[Stored data entries]
__________

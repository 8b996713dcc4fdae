//! The history journal: a verbatim mirror of every consumed live line.
//!
//! Replaying the journal at startup rebuilds engine state without touching
//! the live file. Checkpoint records (see [`super::checkpoint`]) are
//! interleaved with the mirrored lines; they are filtered out of the replay
//! stream and only the last one is authoritative.
//!
//! The format is crash-safe in the same way a line-oriented log is: a crash
//! mid-append leaves at most one partial trailing line, which replay
//! detects (no terminating newline) and truncates away.

use std::fs::{File, OpenOptions};
use std::io::{self, BufRead, BufReader, Write};
use std::path::{Path, PathBuf};

use tracing::{debug, warn};

use super::checkpoint::Checkpoint;

/// Everything learned from reading a journal back.
#[derive(Debug, PartialEq, Eq)]
pub struct JournalReplay {
    /// Mirrored log lines in arrival order, without trailing newlines.
    pub lines: Vec<String>,
    /// The last checkpoint record found, if any.
    pub checkpoint: Option<Checkpoint>,
}

/// An append-only journal of consumed live lines plus checkpoint records.
#[derive(Debug)]
pub struct HistoryJournal {
    file: File,
    path: PathBuf,
}

impl HistoryJournal {
    /// Opens the journal for appending, creating it if absent.
    pub fn open(path: impl AsRef<Path>) -> io::Result<Self> {
        let path = path.as_ref().to_path_buf();
        let file = OpenOptions::new().create(true).append(true).open(&path)?;
        Ok(HistoryJournal { file, path })
    }

    /// Mirrors one consumed live line, byte for byte (the caller passes the
    /// line exactly as read, trailing newline included).
    pub fn append_raw(&mut self, line: &str) -> io::Result<()> {
        self.file.write_all(line.as_bytes())
    }

    /// Appends a checkpoint record and forces it to disk. Checkpoints are
    /// the resume point for the next process, so they are never left in the
    /// OS cache.
    pub fn write_checkpoint(&mut self, checkpoint: Checkpoint) -> io::Result<()> {
        writeln!(self.file, "{}", checkpoint.to_line())?;
        self.file.sync_all()
    }

    pub fn path(&self) -> &Path {
        &self.path
    }

    /// Reads a journal back: mirrored lines for replay, plus the last
    /// checkpoint. A missing journal is an empty one.
    ///
    /// A partial trailing line (crash mid-append) is dropped from the
    /// replay and truncated from the file, so the next append continues
    /// from a clean line boundary.
    pub fn replay(path: impl AsRef<Path>) -> io::Result<JournalReplay> {
        let path = path.as_ref();
        if !path.exists() {
            return Ok(JournalReplay {
                lines: Vec::new(),
                checkpoint: None,
            });
        }

        let file = File::open(path)?;
        let file_len = file.metadata()?.len();
        let mut reader = BufReader::new(file);

        let mut lines = Vec::new();
        let mut checkpoint = None;
        let mut consumed: u64 = 0;

        loop {
            let mut line = String::new();
            let read = reader.read_line(&mut line)?;
            if read == 0 {
                break;
            }
            if !line.ends_with('\n') {
                warn!(path = %path.display(), at = consumed, "partial trailing line in journal, truncating");
                break;
            }
            consumed += read as u64;

            line.pop();
            if line.ends_with('\r') {
                line.pop();
            }

            match Checkpoint::parse_line(&line) {
                Some(found) => checkpoint = Some(found),
                None => lines.push(line),
            }
        }

        if consumed < file_len {
            let file = OpenOptions::new().write(true).open(path)?;
            file.set_len(consumed)?;
            file.sync_all()?;
        }

        debug!(
            path = %path.display(),
            lines = lines.len(),
            checkpoint = checkpoint.is_some(),
            "journal replayed"
        );
        Ok(JournalReplay { lines, checkpoint })
    }
}

#[cfg(test)]
mod tests {
    use super::*;
    use crate::tail::checkpoint::FileId;
    use tempfile::tempdir;

    #[test]
    fn open_creates_the_journal() {
        let dir = tempdir().unwrap();
        let path = dir.path().join("history.log");

        assert!(!path.exists());
        let _journal = HistoryJournal::open(&path).unwrap();
        assert!(path.exists());
    }

    #[test]
    fn replay_of_a_missing_journal_is_empty() {
        let dir = tempdir().unwrap();
        let replay = HistoryJournal::replay(dir.path().join("absent.log")).unwrap();
        assert_eq!(replay.lines, Vec::<String>::new());
        assert_eq!(replay.checkpoint, None);
    }

    #[test]
    fn mirrored_lines_replay_in_arrival_order() {
        let dir = tempdir().unwrap();
        let path = dir.path().join("history.log");

        let mut journal = HistoryJournal::open(&path).unwrap();
        journal.append_raw("first line\n").unwrap();
        journal.append_raw("second line\n").unwrap();
        drop(journal);

        let replay = HistoryJournal::replay(&path).unwrap();
        assert_eq!(replay.lines, vec!["first line", "second line"]);
        assert_eq!(replay.checkpoint, None);
    }

    #[test]
    fn journal_content_is_byte_identical_to_what_was_appended() {
        let dir = tempdir().unwrap();
        let path = dir.path().join("history.log");

        let mut journal = HistoryJournal::open(&path).unwrap();
        journal
            .append_raw("Delay for train A123[Springfield]: 00:02:00\n")
            .unwrap();
        drop(journal);

        let content = std::fs::read_to_string(&path).unwrap();
        assert_eq!(content, "Delay for train A123[Springfield]: 00:02:00\n");
    }

    #[test]
    fn the_last_checkpoint_wins() {
        let dir = tempdir().unwrap();
        let path = dir.path().join("history.log");

        let mut journal = HistoryJournal::open(&path).unwrap();
        journal.append_raw("line one\n").unwrap();
        journal
            .write_checkpoint(Checkpoint {
                offset: 10,
                file: FileId(1),
            })
            .unwrap();
        journal.append_raw("line two\n").unwrap();
        journal
            .write_checkpoint(Checkpoint {
                offset: 20,
                file: FileId(1),
            })
            .unwrap();
        drop(journal);

        let replay = HistoryJournal::replay(&path).unwrap();
        assert_eq!(replay.lines, vec!["line one", "line two"]);
        assert_eq!(
            replay.checkpoint,
            Some(Checkpoint {
                offset: 20,
                file: FileId(1)
            })
        );
    }

    #[test]
    fn partial_trailing_line_is_dropped_and_truncated() {
        let dir = tempdir().unwrap();
        let path = dir.path().join("history.log");

        let mut journal = HistoryJournal::open(&path).unwrap();
        journal.append_raw("complete line\n").unwrap();
        journal.append_raw("partial without newline").unwrap();
        drop(journal);

        let replay = HistoryJournal::replay(&path).unwrap();
        assert_eq!(replay.lines, vec!["complete line"]);

        // The file was cut back to the last complete line, so appends
        // resume on a clean boundary.
        let content = std::fs::read_to_string(&path).unwrap();
        assert_eq!(content, "complete line\n");

        let mut journal = HistoryJournal::open(&path).unwrap();
        journal.append_raw("next session\n").unwrap();
        drop(journal);

        let replay = HistoryJournal::replay(&path).unwrap();
        assert_eq!(replay.lines, vec!["complete line", "next session"]);
    }

    #[test]
    fn crlf_lines_replay_without_line_endings() {
        let dir = tempdir().unwrap();
        let path = dir.path().join("history.log");

        let mut journal = HistoryJournal::open(&path).unwrap();
        journal.append_raw("windows line\r\n").unwrap();
        drop(journal);

        let replay = HistoryJournal::replay(&path).unwrap();
        assert_eq!(replay.lines, vec!["windows line"]);
    }
}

__________

* Task details: Which of the lines above mention the word "boundary"? Pull those lines out.

* Output for this task:
    /// from a clean line boundary.
        // resume on a clean boundary.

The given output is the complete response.